Your goal → Please copy out the records that follow, word for word.

Input data →
^^^^^^^^
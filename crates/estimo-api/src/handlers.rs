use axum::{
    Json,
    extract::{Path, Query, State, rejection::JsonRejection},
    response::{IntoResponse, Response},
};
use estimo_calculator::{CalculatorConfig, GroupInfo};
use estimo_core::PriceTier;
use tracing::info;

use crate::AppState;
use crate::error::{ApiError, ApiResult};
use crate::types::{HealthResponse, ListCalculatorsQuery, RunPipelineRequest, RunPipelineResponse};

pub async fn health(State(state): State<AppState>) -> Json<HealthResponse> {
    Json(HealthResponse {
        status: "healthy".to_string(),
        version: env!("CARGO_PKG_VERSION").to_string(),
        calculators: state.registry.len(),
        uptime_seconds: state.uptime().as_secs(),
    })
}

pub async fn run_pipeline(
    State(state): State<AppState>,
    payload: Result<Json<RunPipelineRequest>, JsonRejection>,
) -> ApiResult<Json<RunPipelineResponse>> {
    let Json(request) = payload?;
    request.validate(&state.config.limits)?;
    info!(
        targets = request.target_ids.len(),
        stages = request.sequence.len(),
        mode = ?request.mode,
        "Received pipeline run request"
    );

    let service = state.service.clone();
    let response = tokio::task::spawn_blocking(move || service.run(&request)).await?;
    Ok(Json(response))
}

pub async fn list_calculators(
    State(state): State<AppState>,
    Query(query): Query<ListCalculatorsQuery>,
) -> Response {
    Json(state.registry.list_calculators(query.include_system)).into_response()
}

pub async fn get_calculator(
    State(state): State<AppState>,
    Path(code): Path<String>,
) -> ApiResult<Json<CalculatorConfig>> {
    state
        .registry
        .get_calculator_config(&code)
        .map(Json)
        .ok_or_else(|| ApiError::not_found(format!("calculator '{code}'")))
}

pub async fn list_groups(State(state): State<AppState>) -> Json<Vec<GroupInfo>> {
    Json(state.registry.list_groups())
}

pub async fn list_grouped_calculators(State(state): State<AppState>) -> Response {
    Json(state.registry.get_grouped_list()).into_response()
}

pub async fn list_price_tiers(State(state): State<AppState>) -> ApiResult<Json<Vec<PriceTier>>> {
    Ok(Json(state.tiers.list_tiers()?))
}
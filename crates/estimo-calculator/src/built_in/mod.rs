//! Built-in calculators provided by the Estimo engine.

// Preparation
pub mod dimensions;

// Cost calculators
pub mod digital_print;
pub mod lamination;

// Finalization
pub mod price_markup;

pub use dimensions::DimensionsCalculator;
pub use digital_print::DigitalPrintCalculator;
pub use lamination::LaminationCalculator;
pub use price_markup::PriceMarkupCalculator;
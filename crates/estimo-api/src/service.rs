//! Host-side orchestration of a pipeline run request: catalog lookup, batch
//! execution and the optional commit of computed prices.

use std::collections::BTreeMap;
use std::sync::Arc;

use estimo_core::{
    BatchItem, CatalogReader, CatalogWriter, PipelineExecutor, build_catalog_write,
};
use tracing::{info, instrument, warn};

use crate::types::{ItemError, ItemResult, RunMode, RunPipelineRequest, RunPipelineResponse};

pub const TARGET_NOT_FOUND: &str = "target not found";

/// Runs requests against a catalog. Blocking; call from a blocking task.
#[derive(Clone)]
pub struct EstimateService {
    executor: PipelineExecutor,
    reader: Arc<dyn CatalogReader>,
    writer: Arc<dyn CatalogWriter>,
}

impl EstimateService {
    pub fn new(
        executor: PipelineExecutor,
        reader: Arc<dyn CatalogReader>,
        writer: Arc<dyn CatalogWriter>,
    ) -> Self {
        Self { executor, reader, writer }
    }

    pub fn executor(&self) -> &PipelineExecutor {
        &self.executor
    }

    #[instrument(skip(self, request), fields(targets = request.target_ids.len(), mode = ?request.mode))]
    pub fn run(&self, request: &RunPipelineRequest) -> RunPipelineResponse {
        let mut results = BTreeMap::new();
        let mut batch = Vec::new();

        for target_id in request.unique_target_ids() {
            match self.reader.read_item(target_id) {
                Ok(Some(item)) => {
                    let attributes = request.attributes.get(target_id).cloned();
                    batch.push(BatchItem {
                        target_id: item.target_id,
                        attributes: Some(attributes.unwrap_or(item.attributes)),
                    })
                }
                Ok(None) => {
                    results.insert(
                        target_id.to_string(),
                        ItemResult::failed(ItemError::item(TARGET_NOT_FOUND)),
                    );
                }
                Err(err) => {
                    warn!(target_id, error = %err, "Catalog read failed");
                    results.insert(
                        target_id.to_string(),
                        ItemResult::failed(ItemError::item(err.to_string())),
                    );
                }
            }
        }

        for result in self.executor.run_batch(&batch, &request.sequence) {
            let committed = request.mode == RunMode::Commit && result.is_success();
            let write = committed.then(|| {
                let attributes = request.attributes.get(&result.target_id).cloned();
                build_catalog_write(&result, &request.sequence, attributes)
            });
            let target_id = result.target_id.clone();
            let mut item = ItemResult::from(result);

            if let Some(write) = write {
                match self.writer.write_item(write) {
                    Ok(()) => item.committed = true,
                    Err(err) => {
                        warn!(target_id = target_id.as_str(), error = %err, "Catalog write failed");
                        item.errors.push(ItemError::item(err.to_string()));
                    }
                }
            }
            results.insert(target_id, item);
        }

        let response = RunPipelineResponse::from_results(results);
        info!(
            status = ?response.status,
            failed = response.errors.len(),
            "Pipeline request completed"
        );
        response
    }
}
^^^^^^^^
Reply →
filename crates/estimo-api/src/handlers.rs
use axum::{
    Json,
    extract::{Path, Query, State, rejection::JsonRejection},
    response::{IntoResponse, Response},
};
use estimo_calculator::{CalculatorConfig, GroupInfo};
use estimo_core::PriceTier;
use tracing::info;

use crate::AppState;
use crate::error::{ApiError, ApiResult};
use crate::types::{HealthResponse, ListCalculatorsQuery, RunPipelineRequest, RunPipelineResponse};

pub async fn health(State(state): State<AppState>) -> Json<HealthResponse> {
    Json(HealthResponse {
        status: "healthy".to_string(),
        version: env!("CARGO_PKG_VERSION").to_string(),
        calculators: state.registry.len(),
        uptime_seconds: state.uptime().as_secs(),
    })
}

pub async fn run_pipeline(
    State(state): State<AppState>,
    payload: Result<Json<RunPipelineRequest>, JsonRejection>,
) -> ApiResult<Json<RunPipelineResponse>> {
    let Json(request) = payload?;
    request.validate(&state.config.limits)?;
    info!(
        targets = request.target_ids.len(),
        stages = request.sequence.len(),
        mode = ?request.mode,
        "Received pipeline run request"
    );

    let service = state.service.clone();
    let response = tokio::task::spawn_blocking(move || service.run(&request)).await?;
    Ok(Json(response))
}

pub async fn list_calculators(
    State(state): State<AppState>,
    Query(query): Query<ListCalculatorsQuery>,
) -> Response {
    Json(state.registry.list_calculators(query.include_system)).into_response()
}

pub async fn get_calculator(
    State(state): State<AppState>,
    Path(code): Path<String>,
) -> ApiResult<Json<CalculatorConfig>> {
    state
        .registry
        .get_calculator_config(&code)
        .map(Json)
        .ok_or_else(|| ApiError::not_found(format!("calculator '{code}'")))
}

pub async fn list_groups(State(state): State<AppState>) -> Json<Vec<GroupInfo>> {
    Json(state.registry.list_groups())
}

pub async fn list_grouped_calculators(State(state): State<AppState>) -> Response {
    Json(state.registry.get_grouped_list()).into_response()
}

pub async fn list_price_tiers(State(state): State<AppState>) -> ApiResult<Json<Vec<PriceTier>>> {
    Ok(Json(state.tiers.list_tiers()?))
}
filename crates/estimo-calculator/src/built_in/mod.rs
//! Built-in calculators provided by the Estimo engine.

// Preparation
pub mod dimensions;

// Cost calculators
pub mod digital_print;
pub mod lamination;

// Finalization
pub mod price_markup;

pub use dimensions::DimensionsCalculator;
pub use digital_print::DigitalPrintCalculator;
pub use lamination::LaminationCalculator;
pub use price_markup::PriceMarkupCalculator;
filename crates/estimo-api/src/service.rs
//! Host-side orchestration of a pipeline run request: catalog lookup, batch
//! execution and the optional commit of computed prices.

use std::collections::BTreeMap;
use std::sync::Arc;

use estimo_core::{
    BatchItem, CatalogReader, CatalogWriter, PipelineExecutor, build_catalog_write,
};
use tracing::{info, instrument, warn};

use crate::types::{ItemError, ItemResult, RunMode, RunPipelineRequest, RunPipelineResponse};

pub const TARGET_NOT_FOUND: &str = "target not found";

/// Runs requests against a catalog. Blocking; call from a blocking task.
#[derive(Clone)]
pub struct EstimateService {
    executor: PipelineExecutor,
    reader: Arc<dyn CatalogReader>,
    writer: Arc<dyn CatalogWriter>,
}

impl EstimateService {
    pub fn new(
        executor: PipelineExecutor,
        reader: Arc<dyn CatalogReader>,
        writer: Arc<dyn CatalogWriter>,
    ) -> Self {
        Self { executor, reader, writer }
    }

    pub fn executor(&self) -> &PipelineExecutor {
        &self.executor
    }

    #[instrument(skip(self, request), fields(targets = request.target_ids.len(), mode = ?request.mode))]
    pub fn run(&self, request: &RunPipelineRequest) -> RunPipelineResponse {
        let mut results = BTreeMap::new();
        let mut batch = Vec::new();

        for target_id in request.unique_target_ids() {
            match self.reader.read_item(target_id) {
                Ok(Some(item)) => {
                    let attributes = request.attributes.get(target_id).cloned();
                    batch.push(BatchItem {
                        target_id: item.target_id,
                        attributes: Some(attributes.unwrap_or(item.attributes)),
                    })
                }
                Ok(None) => {
                    results.insert(
                        target_id.to_string(),
                        ItemResult::failed(ItemError::item(TARGET_NOT_FOUND)),
                    );
                }
                Err(err) => {
                    warn!(target_id, error = %err, "Catalog read failed");
                    results.insert(
                        target_id.to_string(),
                        ItemResult::failed(ItemError::item(err.to_string())),
                    );
                }
            }
        }

        for result in self.executor.run_batch(&batch, &request.sequence) {
            let committed = request.mode == RunMode::Commit && result.is_success();
            let write = committed.then(|| {
                let attributes = request.attributes.get(&result.target_id).cloned();
                build_catalog_write(&result, &request.sequence, attributes)
            });
            let target_id = result.target_id.clone();
            let mut item = ItemResult::from(result);

            if let Some(write) = write {
                match self.writer.write_item(write) {
                    Ok(()) => item.committed = true,
                    Err(err) => {
                        warn!(target_id = target_id.as_str(), error = %err, "Catalog write failed");
                        item.errors.push(ItemError::item(err.to_string()));
                    }
                }
            }
            results.insert(target_id, item);
        }

        let response = RunPipelineResponse::from_results(results);
        info!(
            status = ?response.status,
            failed = response.errors.len(),
            "Pipeline request completed"
        );
        response
    }
}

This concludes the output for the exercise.